Another fungi that is often seen at his time of year as it loves damp, cool conditions, is the Jews Ear or Wood Ear which you’ll find growing on dead and decaying – and occasionally living - elder. Unlike other mushrooms, it grows all year round but seems to be more prolific and noticeable in the autumn.
They don’t look very edible (do look them up) but are used a lot in Asian cookery to flavour soups and salads. Always eat them cooked, not raw and whilst you may see recipes for use in cold salads, those mushrooms will have been blanched in boiling water first.
I have to admit to never having eaten them as they just don’t appeal, but I did find this account from Gardenista, Marie Viljoen, who describes them as a ‘delicate treat’.
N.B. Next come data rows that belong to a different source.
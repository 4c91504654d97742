//! # Interactive REPL
//!
//! Reads one line at a time and feeds it straight to [`Vm::compile_string`]
//! against a single long-lived VM. Unlike
//! [`crate::vm::Vm::read_eval_print_loop`] (which reads all of stdin as one
//! source text, for non-interactive piping), this loop compiles one line at
//! a time so a prompt can be shown between lines and a mid-line exception
//! only rejects that line rather than the whole session.
//!
//! ## Design
//! - Prompts with `> ` for each line.
//! - Supports graceful exit with `exit` or `quit`, or EOF (Ctrl+D).
//! - A latched exception is printed and cleared so the session can go on;
//!   whatever the failing line appended to the dictionary or code segment
//!   before latching stays in place, same as any other mid-definition abort.

use std::io::{self, BufRead, Write};

use crate::vm::{Vm, VMParameters};

/// Run an interactive REPL against a freshly constructed [`Vm`] with the
/// standard word set registered.
///
/// The loop:
/// 1. Prints a prompt.
/// 2. Reads one line of input.
/// 3. Compiles and runs it against the running VM.
/// 4. Prints the resulting error, if any, and clears latched flags so the
///    next line isn't rejected by a no-op guard left over from this one.
pub fn repl_interpret() {
    println!("combvm - interactive session");
    println!("Type `exit` or `quit` to leave.");

    let params = VMParameters::standard();
    let mut vm = Vm::new(&params);
    vm.register_std_words();

    let stdin = io::stdin();
    let mut lines = stdin.lock().lines();

    loop {
        print!("> ");
        let _ = io::stdout().flush();

        let line = match lines.next() {
            Some(Ok(line)) => line,
            Some(Err(_)) | None => {
                println!();
                break;
            }
        };

        let trimmed = line.trim();
        if trimmed == "exit" || trimmed == "quit" {
            break;
        }
        if trimmed.is_empty() {
            continue;
        }

        if let Err(err) = vm.compile_string(&line) {
            println!("{}", err);
            vm.clear_flags();
        }
    }
}
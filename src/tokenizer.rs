//! # Tokenizer
//!
//! Pulls whitespace-delimited tokens off the stream stack's current top,
//! popping exhausted streams as it goes so a finished include-stream falls
//! back to whatever pushed it. Each extracted token is handed to the caller
//! already pushed onto the string stack; the caller (the compiler) pops it
//! once it has resolved the token against the dictionary or as a literal.

use crate::flags::Flags;
use crate::stream::StreamStack;
use crate::stringstack::StringStack;

/// Longest token this tokenizer will keep in full; anything past this many
/// bytes is truncated and the excess is discarded.
pub const MAX_TOKEN_SIZE: usize = 1023;

fn is_whitespace(b: u8) -> bool {
    matches!(b, b' ' | b'\t' | b'\r' | b'\n')
}

/// Extract the next token and push it onto `strings`.
///
/// Returns `true` if a token was produced, `false` if the stream stack ran
/// dry without yielding one. Streams that hit end-of-stream while being
/// scanned for a token are popped here, not by the caller — this is the only
/// place a stream is dropped on EOS.
pub fn next_token(streams: &mut StreamStack, strings: &mut StringStack, flags: &mut Flags) -> bool {
    loop {
        let stream = match streams.top() {
            Some(s) => s.clone(),
            None => return false,
        };

        let mut first = None;
        loop {
            match stream.read_char() {
                Some(b) if is_whitespace(b) => continue,
                Some(b) => {
                    first = Some(b);
                    break;
                }
                None => break,
            }
        }

        let first = match first {
            Some(b) => b,
            None => {
                // This stream yielded nothing but whitespace before EOS.
                streams.pop();
                if streams.is_empty() {
                    return false;
                }
                continue;
            }
        };

        let mut buf = Vec::with_capacity(16);
        buf.push(first);
        let mut truncated = false;
        loop {
            match stream.read_char() {
                Some(b) if is_whitespace(b) => break,
                Some(b) => {
                    if buf.len() < MAX_TOKEN_SIZE {
                        buf.push(b);
                    } else {
                        truncated = true;
                    }
                }
                None => break,
            }
        }

        if truncated {
            flags.compile_error = true;
        }

        let token = String::from_utf8_lossy(&buf).into_owned();
        strings.push(&token, flags);
        return true;
    }
}

#[cfg(test)]
mod tests {
    use super::*;
    use crate::stream::Stream;

    fn setup(text: &str) -> (StreamStack, StringStack, Flags) {
        let mut streams = StreamStack::new(4);
        let mut flags = Flags::new();
        streams.push(Stream::from_text(text), &mut flags);
        (streams, StringStack::new(4096, 64), flags)
    }

    #[test]
    fn splits_on_ascii_whitespace() {
        let (mut streams, mut strings, mut flags) = setup("2 3  +\t.\n");
        let mut tokens = Vec::new();
        while next_token(&mut streams, &mut strings, &mut flags) {
            tokens.push(strings.top().unwrap().to_string());
            strings.pop();
        }
        assert_eq!(tokens, vec!["2", "3", "+", "."]);
        assert!(!flags.compile_error);
    }

    #[test]
    fn exhausted_stream_yields_false_and_is_popped() {
        let (mut streams, mut strings, mut flags) = setup("");
        assert!(!next_token(&mut streams, &mut strings, &mut flags));
        assert!(streams.is_empty());
    }

    #[test]
    fn oversize_token_is_truncated_and_latches_compile_error() {
        let long = "x".repeat(MAX_TOKEN_SIZE + 50);
        let (mut streams, mut strings, mut flags) = setup(&long);
        assert!(next_token(&mut streams, &mut strings, &mut flags));
        assert_eq!(strings.top().unwrap().len(), MAX_TOKEN_SIZE);
        assert!(flags.compile_error);
    }

    #[test]
    fn popping_an_exhausted_include_stream_falls_back_to_the_next_one() {
        let mut streams = StreamStack::new(4);
        let mut flags = Flags::new();
        streams.push(Stream::from_text("outer"), &mut flags);
        streams.push(Stream::from_text(""), &mut flags);
        let mut strings = StringStack::new(4096, 64);
        assert!(next_token(&mut streams, &mut strings, &mut flags));
        assert_eq!(strings.top().unwrap(), "outer");
        assert_eq!(streams.len(), 1);
    }
}
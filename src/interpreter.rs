//! # Interpreter
//!
//! `step` performs exactly one instruction: fetch, decode, dispatch. The
//! program counter is the pair `(fp, ip)` — the function currently executing
//! and the next instruction offset within it. Falling off the end of a
//! function's code range is the implicit return: there is no explicit RET
//! opcode, since a function's `codeCount` already bounds its body exactly.
//!
//! [`call_and_run`] drives `step` in a loop until a synthetic call started
//! from outside any running function (the compiler resolving a token in
//! interpret mode, or an immediate word invoked from compile mode) has fully
//! returned. It is not used by the opcode-level `Call` dispatch inside `step`
//! itself, which only ever needs to take one step at a time.

use crate::dictionary::{FuncId, FunctionKind};
use crate::opcode::Opcode;
use crate::vm::Vm;

/// A saved `(fp, ip)` pair, pushed on call and restored on return.
#[derive(Clone, Copy, Debug, Default, PartialEq, Eq)]
pub struct ReturnFrame {
    pub fp: u32,
    pub ip: u32,
}

/// Coarse execution state, exposed for diagnostics. Not consulted by `step`
/// itself beyond the conditions that already drive it (`quit`, the flags).
#[derive(Clone, Copy, Debug, PartialEq, Eq)]
pub enum State {
    Idle,
    Running,
    Halted,
}

/// Classify the VM's current state from its externally observable fields.
pub fn state(vm: &Vm) -> State {
    if vm.flags.any() {
        State::Halted
    } else if vm.quit {
        State::Idle
    } else {
        State::Running
    }
}

/// Perform exactly one step. A no-op if any exception bit is already latched.
pub fn step(vm: &mut Vm) {
    if vm.flags.any() || vm.quit {
        return;
    }

    let range = vm
        .dictionary
        .get(FuncId(vm.fp))
        .and_then(|record| match record.kind {
            FunctionKind::Interpreted {
                code_offset,
                code_count,
            } => Some((code_offset, code_offset + code_count)),
            FunctionKind::Native(_) => None,
        });

    let (_, end) = match range {
        Some(r) => r,
        None => {
            vm.quit = true;
            return;
        }
    };

    if vm.ip >= end {
        if vm.return_stack.is_empty() {
            vm.quit = true;
        } else {
            let mut underflow = false;
            let frame = vm.return_stack.pop(&mut underflow);
            vm.fp = frame.fp;
            vm.ip = frame.ip;
        }
        return;
    }

    let word = vm.code.get(vm.ip as usize).copied().unwrap_or(0);
    vm.ip += 1;

    match Opcode::decode(word) {
        Opcode::Value(v) => {
            let mut overflow = false;
            vm.value_stack.push(v, &mut overflow);
            if overflow {
                vm.flags.vs_overflow = true;
            }
        }
        Opcode::Call(raw_fid) => dispatch_call(vm, FuncId(raw_fid)),
    }
}

fn dispatch_call(vm: &mut Vm, fid: FuncId) {
    let kind = vm.dictionary.get(fid).map(|r| r.kind);
    match kind {
        Some(FunctionKind::Native(native)) => native(vm),
        Some(FunctionKind::Interpreted { code_offset, .. }) => {
            let mut overflow = false;
            vm.return_stack.push(
                ReturnFrame {
                    fp: vm.fp,
                    ip: vm.ip,
                },
                &mut overflow,
            );
            if overflow {
                vm.flags.rs_overflow = true;
                return;
            }
            vm.fp = fid.0;
            vm.ip = code_offset;
        }
        None => vm.flags.compile_error = true,
    }
}

/// Run `fid` to completion from outside any currently executing function,
/// used by the compiler to resolve a token in interpret mode or to invoke an
/// immediate word from compile mode.
pub fn call_and_run(vm: &mut Vm, fid: FuncId) {
    if vm.flags.any() {
        return;
    }
    let kind = match vm.dictionary.get(fid) {
        Some(record) => record.kind,
        None => {
            vm.flags.compile_error = true;
            return;
        }
    };
    match kind {
        FunctionKind::Native(native) => native(vm),
        FunctionKind::Interpreted { code_offset, .. } => {
            let saved_fp = vm.fp;
            let saved_ip = vm.ip;
            let target_depth = vm.return_stack.len();
            let mut overflow = false;
            vm.return_stack.push(
                ReturnFrame {
                    fp: saved_fp,
                    ip: saved_ip,
                },
                &mut overflow,
            );
            if overflow {
                vm.flags.rs_overflow = true;
                return;
            }
            vm.fp = fid.0;
            vm.ip = code_offset;
            while vm.return_stack.len() > target_depth && !vm.flags.any() && !vm.quit {
                step(vm);
            }
        }
    }
}

#[cfg(test)]
mod tests {
    use super::*;
    use crate::dictionary::Dictionary;
    use crate::vm::{Vm, VMParameters};

    fn test_params() -> VMParameters {
        VMParameters {
            max_function_count: 16,
            max_instruction_count: 64,
            max_char_segment_size: 256,
            max_values_count: 16,
            max_return_count: 16,
            max_file_count: 4,
            max_ss_char_count: 256,
            max_ss_string_count: 16,
            max_cf_count: 8,
            max_cis_count: 64,
        }
    }

    #[test]
    fn value_step_pushes_operand() {
        let mut vm = Vm::new(&test_params());
        let fid = vm
            .dictionary
            .allocate_interpreted("main", vm.code.len() as u32, &mut vm.flags)
            .unwrap();
        let mut overflow = false;
        let (offset, count) = vm
            .code
            .extend_from_slice(&[Opcode::Value(7).encode()], &mut overflow);
        vm.dictionary
            .finalize_interpreted(fid, offset as u32, count as u32);
        vm.fp = fid.0;
        vm.ip = offset as u32;
        step(&mut vm);
        assert_eq!(vm.value_stack.top(), Some(&7));
    }

    #[test]
    fn stepping_past_the_end_of_a_function_returns() {
        let mut vm = Vm::new(&test_params());
        let fid = vm
            .dictionary
            .allocate_interpreted("empty", vm.code.len() as u32, &mut vm.flags)
            .unwrap();
        vm.dictionary.finalize_interpreted(fid, 0, 0);
        vm.fp = fid.0;
        vm.ip = 0;
        step(&mut vm);
        assert!(vm.quit);
    }

    #[test]
    fn dictionary_smoke() {
        let dict = Dictionary::new(4, 64);
        assert!(dict.is_empty());
    }
}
“That first bite of a wood ear is memorable. If you have never eaten one before, expect a sharp crunch, as your teeth break the cap, followed by a burst of the jelly that is held between the cap’s layers. They combine an oyster slipperiness with a cartilaginous snap that may be disconcerting to first timers, but which wood ear cognoscenti expect and appreciate. Rather to my surprise, I began to look forward to that signature slipperiness: crisp, followed by slither and slurp.”
Despite their many uses in culinary and consumable products, some types of fungi are less desirable and even downright dangerous. Some are hallucinogenic, while others are just plain deadly. The Death Cap and Destroying Angel mushrooms – as the names suggest (nature does give you a bit of a clue, but only if you know the names) - are easily mistaken for several edible fungi, but they contain some of the most deadly substances known to humans. And have been used to this end in several dubious circumstances.
The traditional saying may be, ‘Know your onions’ but I think it is probably far more important to ‘know your fungi’ before picking, and more importantly, eating any of them.
As one wise forager reminded me, “Every mushroom is edible, but some only once.”